Records shown.
****

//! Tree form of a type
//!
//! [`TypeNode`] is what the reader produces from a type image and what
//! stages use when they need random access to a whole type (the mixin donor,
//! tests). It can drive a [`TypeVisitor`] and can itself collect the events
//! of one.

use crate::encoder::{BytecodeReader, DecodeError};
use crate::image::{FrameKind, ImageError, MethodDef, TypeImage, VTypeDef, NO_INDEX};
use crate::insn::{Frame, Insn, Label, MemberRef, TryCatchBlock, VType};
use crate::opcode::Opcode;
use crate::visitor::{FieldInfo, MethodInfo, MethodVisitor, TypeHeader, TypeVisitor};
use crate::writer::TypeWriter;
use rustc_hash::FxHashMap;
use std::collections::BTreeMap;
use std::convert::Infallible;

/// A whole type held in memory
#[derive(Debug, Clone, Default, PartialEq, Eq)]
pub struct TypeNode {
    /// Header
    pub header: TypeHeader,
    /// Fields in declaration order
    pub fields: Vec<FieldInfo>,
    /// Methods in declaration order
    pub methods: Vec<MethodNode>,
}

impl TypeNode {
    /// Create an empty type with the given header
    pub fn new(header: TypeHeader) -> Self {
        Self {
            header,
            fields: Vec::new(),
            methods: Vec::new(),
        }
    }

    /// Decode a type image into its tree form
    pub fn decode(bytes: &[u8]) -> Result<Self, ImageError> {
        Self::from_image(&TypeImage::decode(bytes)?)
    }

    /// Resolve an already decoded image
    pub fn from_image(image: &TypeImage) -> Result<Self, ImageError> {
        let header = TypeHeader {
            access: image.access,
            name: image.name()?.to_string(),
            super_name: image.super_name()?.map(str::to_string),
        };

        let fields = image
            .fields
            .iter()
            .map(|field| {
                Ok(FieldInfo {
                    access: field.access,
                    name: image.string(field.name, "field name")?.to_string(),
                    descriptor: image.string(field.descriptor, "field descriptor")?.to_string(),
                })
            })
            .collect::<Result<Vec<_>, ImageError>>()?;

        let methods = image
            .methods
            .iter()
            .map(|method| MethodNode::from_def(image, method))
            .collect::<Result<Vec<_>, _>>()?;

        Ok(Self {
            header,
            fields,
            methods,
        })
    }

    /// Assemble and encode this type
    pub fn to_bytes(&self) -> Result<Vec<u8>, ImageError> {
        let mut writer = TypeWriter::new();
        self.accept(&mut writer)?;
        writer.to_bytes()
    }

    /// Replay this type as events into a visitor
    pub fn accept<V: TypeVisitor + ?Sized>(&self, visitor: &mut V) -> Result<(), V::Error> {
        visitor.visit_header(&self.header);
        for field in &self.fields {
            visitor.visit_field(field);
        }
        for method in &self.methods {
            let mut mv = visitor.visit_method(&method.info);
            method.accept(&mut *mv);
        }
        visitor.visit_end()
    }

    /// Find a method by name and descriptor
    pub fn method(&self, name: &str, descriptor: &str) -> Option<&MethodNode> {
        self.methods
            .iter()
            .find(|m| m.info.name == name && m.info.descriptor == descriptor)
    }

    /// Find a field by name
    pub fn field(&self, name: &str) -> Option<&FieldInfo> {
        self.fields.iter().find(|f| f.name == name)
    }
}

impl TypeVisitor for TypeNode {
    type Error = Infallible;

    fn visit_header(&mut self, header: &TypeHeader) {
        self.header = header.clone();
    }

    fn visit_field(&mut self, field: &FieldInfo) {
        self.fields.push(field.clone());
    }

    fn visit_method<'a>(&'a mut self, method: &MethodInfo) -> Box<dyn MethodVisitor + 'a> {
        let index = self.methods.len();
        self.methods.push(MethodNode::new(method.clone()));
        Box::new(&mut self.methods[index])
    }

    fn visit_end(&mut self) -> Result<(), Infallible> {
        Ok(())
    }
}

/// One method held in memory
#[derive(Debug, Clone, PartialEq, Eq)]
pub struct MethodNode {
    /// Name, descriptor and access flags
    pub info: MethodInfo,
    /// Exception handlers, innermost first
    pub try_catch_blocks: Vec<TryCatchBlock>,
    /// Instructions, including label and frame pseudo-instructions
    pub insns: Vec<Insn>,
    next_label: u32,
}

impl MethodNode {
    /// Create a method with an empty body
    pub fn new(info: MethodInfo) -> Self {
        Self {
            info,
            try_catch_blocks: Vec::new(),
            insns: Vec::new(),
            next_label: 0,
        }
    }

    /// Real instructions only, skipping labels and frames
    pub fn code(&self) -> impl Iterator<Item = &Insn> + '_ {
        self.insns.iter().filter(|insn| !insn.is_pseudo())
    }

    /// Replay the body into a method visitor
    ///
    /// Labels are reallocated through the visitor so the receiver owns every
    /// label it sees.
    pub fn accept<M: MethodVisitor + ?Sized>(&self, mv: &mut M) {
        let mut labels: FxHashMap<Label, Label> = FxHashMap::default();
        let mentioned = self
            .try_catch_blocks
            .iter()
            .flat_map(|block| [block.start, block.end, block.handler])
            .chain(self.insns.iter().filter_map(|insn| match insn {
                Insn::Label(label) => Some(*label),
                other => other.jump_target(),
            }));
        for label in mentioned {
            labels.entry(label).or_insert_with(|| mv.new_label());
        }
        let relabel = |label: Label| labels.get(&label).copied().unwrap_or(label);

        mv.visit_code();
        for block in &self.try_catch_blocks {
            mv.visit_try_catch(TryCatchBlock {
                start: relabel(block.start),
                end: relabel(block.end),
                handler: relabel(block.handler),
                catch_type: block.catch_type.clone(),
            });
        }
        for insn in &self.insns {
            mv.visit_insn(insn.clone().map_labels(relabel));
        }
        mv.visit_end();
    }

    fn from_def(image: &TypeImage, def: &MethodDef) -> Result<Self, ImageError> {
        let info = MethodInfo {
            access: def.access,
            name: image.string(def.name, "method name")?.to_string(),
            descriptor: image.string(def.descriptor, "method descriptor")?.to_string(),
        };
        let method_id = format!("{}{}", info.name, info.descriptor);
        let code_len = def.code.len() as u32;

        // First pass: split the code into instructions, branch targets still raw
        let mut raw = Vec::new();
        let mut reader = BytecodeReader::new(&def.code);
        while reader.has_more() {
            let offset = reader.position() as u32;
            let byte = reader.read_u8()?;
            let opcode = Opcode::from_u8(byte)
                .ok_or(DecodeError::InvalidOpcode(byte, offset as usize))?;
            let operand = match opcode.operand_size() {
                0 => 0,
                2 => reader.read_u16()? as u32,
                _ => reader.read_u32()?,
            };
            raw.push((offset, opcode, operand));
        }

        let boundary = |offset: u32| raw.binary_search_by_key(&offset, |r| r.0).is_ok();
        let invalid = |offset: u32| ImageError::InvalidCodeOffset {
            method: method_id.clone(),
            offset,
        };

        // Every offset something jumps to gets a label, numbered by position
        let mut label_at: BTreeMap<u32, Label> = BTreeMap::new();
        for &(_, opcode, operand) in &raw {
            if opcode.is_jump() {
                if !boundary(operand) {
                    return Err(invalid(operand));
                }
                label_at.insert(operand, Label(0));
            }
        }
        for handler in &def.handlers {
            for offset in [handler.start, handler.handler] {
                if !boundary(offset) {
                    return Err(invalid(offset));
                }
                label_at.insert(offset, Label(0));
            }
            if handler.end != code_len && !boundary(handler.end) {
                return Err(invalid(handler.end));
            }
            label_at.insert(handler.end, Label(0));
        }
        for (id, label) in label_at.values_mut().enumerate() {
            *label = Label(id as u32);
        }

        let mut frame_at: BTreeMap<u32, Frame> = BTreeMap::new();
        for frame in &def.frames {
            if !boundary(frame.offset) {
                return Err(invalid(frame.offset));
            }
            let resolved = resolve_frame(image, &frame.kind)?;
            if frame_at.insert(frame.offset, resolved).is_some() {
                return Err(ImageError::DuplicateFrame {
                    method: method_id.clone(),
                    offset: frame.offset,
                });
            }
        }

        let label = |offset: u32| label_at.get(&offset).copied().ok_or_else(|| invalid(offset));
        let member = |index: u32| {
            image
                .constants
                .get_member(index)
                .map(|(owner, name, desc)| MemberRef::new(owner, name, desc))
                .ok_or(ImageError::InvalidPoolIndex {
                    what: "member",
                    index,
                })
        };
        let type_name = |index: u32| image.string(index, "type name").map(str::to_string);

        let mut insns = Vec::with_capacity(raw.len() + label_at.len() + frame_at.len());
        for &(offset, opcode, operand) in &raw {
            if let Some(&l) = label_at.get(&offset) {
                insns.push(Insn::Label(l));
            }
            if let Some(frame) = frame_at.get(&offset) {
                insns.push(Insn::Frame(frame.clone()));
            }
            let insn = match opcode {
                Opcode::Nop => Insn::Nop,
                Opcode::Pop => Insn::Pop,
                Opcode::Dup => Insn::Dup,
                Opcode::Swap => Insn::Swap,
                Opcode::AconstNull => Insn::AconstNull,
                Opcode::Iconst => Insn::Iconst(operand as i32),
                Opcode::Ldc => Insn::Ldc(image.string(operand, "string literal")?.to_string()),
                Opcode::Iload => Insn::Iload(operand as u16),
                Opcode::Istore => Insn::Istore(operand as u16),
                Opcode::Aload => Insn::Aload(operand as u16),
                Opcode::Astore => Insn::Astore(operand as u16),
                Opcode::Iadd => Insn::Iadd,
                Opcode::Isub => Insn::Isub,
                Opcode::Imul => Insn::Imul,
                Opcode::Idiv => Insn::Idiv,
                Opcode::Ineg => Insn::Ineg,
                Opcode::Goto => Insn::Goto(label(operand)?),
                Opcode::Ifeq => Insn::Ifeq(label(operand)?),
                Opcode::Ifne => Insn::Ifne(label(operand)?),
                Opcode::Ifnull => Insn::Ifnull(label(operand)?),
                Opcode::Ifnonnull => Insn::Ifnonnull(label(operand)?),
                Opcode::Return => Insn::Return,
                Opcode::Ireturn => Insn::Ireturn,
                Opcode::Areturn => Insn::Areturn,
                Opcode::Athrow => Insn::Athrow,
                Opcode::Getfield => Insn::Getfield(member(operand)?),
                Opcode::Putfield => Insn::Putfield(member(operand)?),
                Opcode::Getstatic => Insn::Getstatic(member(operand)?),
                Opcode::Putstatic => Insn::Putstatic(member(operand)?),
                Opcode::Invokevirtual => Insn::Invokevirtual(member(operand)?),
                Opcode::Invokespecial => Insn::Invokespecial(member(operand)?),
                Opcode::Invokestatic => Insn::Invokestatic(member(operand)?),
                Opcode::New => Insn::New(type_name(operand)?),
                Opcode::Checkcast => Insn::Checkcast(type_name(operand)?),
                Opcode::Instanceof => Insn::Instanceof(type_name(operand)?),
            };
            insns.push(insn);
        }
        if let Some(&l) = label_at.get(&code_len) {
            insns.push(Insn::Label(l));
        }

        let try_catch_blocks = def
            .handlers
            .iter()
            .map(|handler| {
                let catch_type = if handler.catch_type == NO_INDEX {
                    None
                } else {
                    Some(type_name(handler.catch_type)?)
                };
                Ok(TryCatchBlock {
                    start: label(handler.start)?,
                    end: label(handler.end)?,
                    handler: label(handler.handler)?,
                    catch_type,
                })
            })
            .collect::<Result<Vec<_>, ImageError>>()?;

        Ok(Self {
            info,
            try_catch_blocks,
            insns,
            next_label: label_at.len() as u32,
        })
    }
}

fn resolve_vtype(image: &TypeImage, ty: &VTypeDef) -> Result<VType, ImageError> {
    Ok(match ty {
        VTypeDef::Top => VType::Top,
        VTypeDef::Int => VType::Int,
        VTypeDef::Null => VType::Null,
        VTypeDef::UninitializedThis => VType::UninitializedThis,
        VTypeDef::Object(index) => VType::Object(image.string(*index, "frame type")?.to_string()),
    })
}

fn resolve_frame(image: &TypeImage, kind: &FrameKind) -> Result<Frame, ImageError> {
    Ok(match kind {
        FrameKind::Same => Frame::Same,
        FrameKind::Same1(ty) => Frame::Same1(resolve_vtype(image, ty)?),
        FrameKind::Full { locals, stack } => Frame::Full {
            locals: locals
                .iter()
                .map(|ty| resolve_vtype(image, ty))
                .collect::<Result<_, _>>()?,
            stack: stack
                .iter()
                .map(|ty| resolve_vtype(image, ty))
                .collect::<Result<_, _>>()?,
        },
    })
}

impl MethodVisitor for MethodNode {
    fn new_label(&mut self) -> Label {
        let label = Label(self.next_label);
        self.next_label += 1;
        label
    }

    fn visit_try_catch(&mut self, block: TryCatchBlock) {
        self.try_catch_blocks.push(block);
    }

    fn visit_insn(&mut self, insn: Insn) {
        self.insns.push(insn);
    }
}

****

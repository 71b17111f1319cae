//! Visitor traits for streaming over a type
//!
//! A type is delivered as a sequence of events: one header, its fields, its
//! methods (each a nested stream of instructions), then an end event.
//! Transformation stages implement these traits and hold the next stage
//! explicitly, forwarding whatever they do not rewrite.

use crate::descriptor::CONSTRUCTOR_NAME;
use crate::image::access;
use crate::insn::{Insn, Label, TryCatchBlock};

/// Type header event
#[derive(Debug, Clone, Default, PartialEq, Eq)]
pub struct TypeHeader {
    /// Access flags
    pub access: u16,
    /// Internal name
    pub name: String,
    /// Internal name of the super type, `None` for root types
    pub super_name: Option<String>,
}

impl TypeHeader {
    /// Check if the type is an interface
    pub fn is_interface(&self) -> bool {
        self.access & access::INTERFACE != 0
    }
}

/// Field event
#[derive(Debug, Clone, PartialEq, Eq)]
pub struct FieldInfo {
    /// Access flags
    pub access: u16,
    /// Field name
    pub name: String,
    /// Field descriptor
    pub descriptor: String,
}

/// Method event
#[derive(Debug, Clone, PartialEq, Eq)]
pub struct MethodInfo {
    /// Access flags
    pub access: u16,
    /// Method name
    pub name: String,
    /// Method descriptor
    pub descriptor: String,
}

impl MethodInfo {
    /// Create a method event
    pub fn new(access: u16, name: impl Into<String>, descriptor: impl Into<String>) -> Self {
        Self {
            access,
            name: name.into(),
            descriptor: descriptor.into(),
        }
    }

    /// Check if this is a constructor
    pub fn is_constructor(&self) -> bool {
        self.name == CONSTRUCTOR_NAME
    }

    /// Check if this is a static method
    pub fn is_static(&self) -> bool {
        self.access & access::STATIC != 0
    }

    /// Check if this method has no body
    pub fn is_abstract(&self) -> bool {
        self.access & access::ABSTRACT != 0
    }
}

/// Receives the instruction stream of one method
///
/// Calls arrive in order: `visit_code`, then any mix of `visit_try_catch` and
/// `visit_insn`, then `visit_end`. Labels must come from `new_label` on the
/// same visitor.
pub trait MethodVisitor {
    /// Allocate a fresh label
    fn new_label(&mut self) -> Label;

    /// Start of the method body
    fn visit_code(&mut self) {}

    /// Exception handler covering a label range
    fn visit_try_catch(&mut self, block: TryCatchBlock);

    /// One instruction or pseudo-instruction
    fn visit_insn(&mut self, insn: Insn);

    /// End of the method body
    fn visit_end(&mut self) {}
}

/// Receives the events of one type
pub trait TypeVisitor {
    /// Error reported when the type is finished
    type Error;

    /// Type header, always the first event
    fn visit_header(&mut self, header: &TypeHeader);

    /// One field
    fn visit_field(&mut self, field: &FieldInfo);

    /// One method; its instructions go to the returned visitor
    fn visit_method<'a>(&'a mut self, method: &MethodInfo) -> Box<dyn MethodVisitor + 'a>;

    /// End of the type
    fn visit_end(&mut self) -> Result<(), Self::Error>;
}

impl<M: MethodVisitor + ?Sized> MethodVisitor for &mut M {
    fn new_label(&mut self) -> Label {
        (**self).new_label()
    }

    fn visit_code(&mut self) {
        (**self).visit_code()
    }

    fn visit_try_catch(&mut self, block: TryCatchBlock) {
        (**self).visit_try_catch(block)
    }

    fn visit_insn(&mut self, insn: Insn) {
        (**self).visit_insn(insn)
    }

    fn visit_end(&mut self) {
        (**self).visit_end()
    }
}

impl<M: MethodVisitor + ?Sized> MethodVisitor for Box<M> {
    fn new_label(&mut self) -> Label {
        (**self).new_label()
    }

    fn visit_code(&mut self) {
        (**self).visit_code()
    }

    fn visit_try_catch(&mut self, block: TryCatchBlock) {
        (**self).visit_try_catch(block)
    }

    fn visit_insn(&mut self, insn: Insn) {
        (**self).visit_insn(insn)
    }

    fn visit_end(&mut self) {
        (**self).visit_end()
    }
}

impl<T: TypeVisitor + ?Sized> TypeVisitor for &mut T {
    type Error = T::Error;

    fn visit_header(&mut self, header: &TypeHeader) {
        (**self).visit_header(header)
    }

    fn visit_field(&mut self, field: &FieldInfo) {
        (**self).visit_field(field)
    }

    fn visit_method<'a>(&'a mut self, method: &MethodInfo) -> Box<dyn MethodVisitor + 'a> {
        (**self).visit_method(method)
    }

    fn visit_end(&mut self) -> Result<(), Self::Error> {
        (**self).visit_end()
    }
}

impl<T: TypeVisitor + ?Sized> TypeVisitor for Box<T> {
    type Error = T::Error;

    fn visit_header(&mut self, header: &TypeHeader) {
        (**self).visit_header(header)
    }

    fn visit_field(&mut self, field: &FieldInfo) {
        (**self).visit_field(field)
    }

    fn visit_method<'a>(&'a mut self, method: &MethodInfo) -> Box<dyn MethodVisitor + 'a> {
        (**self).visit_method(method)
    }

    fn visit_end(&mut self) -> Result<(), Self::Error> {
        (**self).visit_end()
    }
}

****

The problem.
What lines in the entries above hold "copied"? Copy every one.

Solution to this problem.
        let relabel = |label: Label| labels.get(&label).copied().unwrap_or(label);
        let label = |offset: u32| label_at.get(&offset).copied().ok_or_else(|| invalid(offset));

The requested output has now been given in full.